## Your assignment:
On every line of the listing, check for "Generating"; copy the lines that have it.

## Exercise input:

//! MiniLM sentence embedder (BERT encoder + mean pooling).
//!
//! Use [`MiniLmConfig::stub`] for tests and for running without model files.
//! Stub vectors are hashed bags of words: identical texts embed identically
//! and texts that share words point in similar directions, which keeps
//! scoring meaningful (if crude) without a model.

/// MiniLM configuration.
pub mod config;

#[cfg(test)]
mod tests;

pub use config::MiniLmConfig;

use candle_core::{DType, Device, Tensor};
use tokenizers::Tokenizer;
use tracing::{debug, info, warn};

use crate::embedding::bert::BertEncoder;
use crate::embedding::device::select_device;
use crate::embedding::error::EmbeddingError;
use crate::embedding::utils::load_tokenizer_with_truncation;

enum EncoderBackend {
    Model {
        encoder: BertEncoder,
        tokenizer: Tokenizer,
        device: Device,
    },
    Stub,
}

/// Sentence embedder producing L2-normalised vectors.
pub struct MiniLmEmbedder {
    backend: EncoderBackend,
    config: MiniLmConfig,
}

impl std::fmt::Debug for MiniLmEmbedder {
    fn fmt(&self, f: &mut std::fmt::Formatter<'_>) -> std::fmt::Result {
        f.debug_struct("MiniLmEmbedder")
            .field(
                "backend",
                &match &self.backend {
                    EncoderBackend::Model { device, .. } => format!("Model({:?})", device),
                    EncoderBackend::Stub => "Stub".to_string(),
                },
            )
            .field("embedding_dim", &self.config.embedding_dim)
            .field("max_seq_len", &self.config.max_seq_len)
            .finish()
    }
}

impl MiniLmEmbedder {
    /// Loads the embedder from a config (stub mode is supported).
    pub fn load(mut config: MiniLmConfig) -> Result<Self, EmbeddingError> {
        config.validate()?;

        if config.testing_stub {
            warn!("Sentence embedder running in STUB mode (hashed bag-of-words)");
            return Ok(Self::stub_with_config(config));
        }

        let device = select_device(config.device)?;
        debug!(?device, "Selected compute device for sentence embedder");

        let encoder = BertEncoder::load(&config.config_file(), &config.weights_file(), &device)
            .map_err(|e| EmbeddingError::ModelLoadFailed {
                reason: format!("Failed to load BERT encoder: {}", e),
            })?;

        let tokenizer = load_tokenizer_with_truncation(&config.tokenizer_file(), config.max_seq_len)
            .map_err(|e| EmbeddingError::TokenizationFailed {
                reason: format!("Failed to load tokenizer: {}", e),
            })?;

        if encoder.hidden_size() != config.embedding_dim {
            info!(
                configured = config.embedding_dim,
                hidden_size = encoder.hidden_size(),
                "Using encoder hidden size as embedding dimension"
            );
            config.embedding_dim = encoder.hidden_size();
        }

        info!(
            model_dir = %config.model_dir.display(),
            embedding_dim = config.embedding_dim,
            max_seq_len = config.max_seq_len,
            "Sentence embedder loaded"
        );

        Ok(Self {
            backend: EncoderBackend::Model {
                encoder,
                tokenizer,
                device,
            },
            config,
        })
    }

    /// Stub embedder with default dimensions.
    pub fn stub() -> Self {
        Self::stub_with_config(MiniLmConfig::stub())
    }

    fn stub_with_config(config: MiniLmConfig) -> Self {
        Self {
            backend: EncoderBackend::Stub,
            config,
        }
    }

    /// Embeds a single string.
    pub fn embed(&self, text: &str) -> Result<Vec<f32>, EmbeddingError> {
        match &self.backend {
            EncoderBackend::Model {
                encoder,
                tokenizer,
                device,
            } => self.embed_with_model(text, encoder, tokenizer, device),
            EncoderBackend::Stub => Ok(self.embed_stub(text)),
        }
    }

    /// Embeds two strings, returned in argument order.
    pub fn embed_pair(
        &self,
        first: &str,
        second: &str,
    ) -> Result<(Vec<f32>, Vec<f32>), EmbeddingError> {
        Ok((self.embed(first)?, self.embed(second)?))
    }

    fn embed_with_model(
        &self,
        text: &str,
        encoder: &BertEncoder,
        tokenizer: &Tokenizer,
        device: &Device,
    ) -> Result<Vec<f32>, EmbeddingError> {
        let encoding =
            tokenizer
                .encode(text, true)
                .map_err(|e| EmbeddingError::TokenizationFailed {
                    reason: e.to_string(),
                })?;

        let ids = encoding.get_ids();
        if ids.is_empty() {
            return Ok(vec![0.0; self.config.embedding_dim]);
        }

        debug!(
            text_len = text.len(),
            token_count = ids.len(),
            "Generating embedding"
        );

        let input_ids = Tensor::new(ids, device)?.unsqueeze(0)?;
        let type_ids = Tensor::new(encoding.get_type_ids(), device)?.unsqueeze(0)?;
        let attention_mask = Tensor::new(encoding.get_attention_mask(), device)?.unsqueeze(0)?;

        // [1, seq_len, hidden]
        let hidden_states = encoder
            .forward(&input_ids, &type_ids, Some(&attention_mask))
            .map_err(|e| EmbeddingError::InferenceFailed {
                reason: format!("Encoder forward pass failed: {}", e),
            })?;

        // Mean over real tokens only: padding positions carry a zero mask.
        let mask = attention_mask.to_dtype(DType::F32)?.unsqueeze(2)?;
        let summed = hidden_states.broadcast_mul(&mask)?.sum(1)?;
        let token_counts = mask.sum(1)?;
        let pooled = summed.broadcast_div(&token_counts)?.squeeze(0)?;

        let embedding = pooled.to_vec1::<f32>()?;
        Ok(normalize(embedding))
    }

    fn embed_stub(&self, text: &str) -> Vec<f32> {
        debug!(text_len = text.len(), "Generating stub embedding");

        let dim = self.config.embedding_dim;
        let mut embedding = vec![0.0f32; dim];

        let lowered = text.to_lowercase();
        for token in lowered
            .split(|c: char| !c.is_alphanumeric())
            .filter(|t| !t.is_empty())
        {
            let digest = blake3::hash(token.as_bytes());
            let bytes = digest.as_bytes();

            let mut bucket_bytes = [0u8; 8];
            bucket_bytes.copy_from_slice(&bytes[..8]);
            let bucket = (u64::from_le_bytes(bucket_bytes) % dim as u64) as usize;
            let sign = if bytes[8] & 1 == 0 { 1.0 } else { -1.0 };

            embedding[bucket] += sign;
        }

        normalize(embedding)
    }

    /// Returns the output embedding dimension.
    pub fn embedding_dim(&self) -> usize {
        self.config.embedding_dim
    }

    /// Returns `true` if running in stub mode.
    pub fn is_stub(&self) -> bool {
        matches!(self.backend, EncoderBackend::Stub)
    }

    /// Returns `true` if a model is loaded.
    pub fn has_model(&self) -> bool {
        matches!(self.backend, EncoderBackend::Model { .. })
    }

    /// Returns the embedder configuration.
    pub fn config(&self) -> &MiniLmConfig {
        &self.config
    }
}

fn normalize(mut embedding: Vec<f32>) -> Vec<f32> {
    let norm: f32 = embedding.iter().map(|x| x * x).sum::<f32>().sqrt();

    if norm > 0.0 {
        for x in &mut embedding {
            *x /= norm;
        }
    }

    embedding
}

## Response for this exercise:
            "Generating embedding"
        debug!(text_len = text.len(), "Generating stub embedding");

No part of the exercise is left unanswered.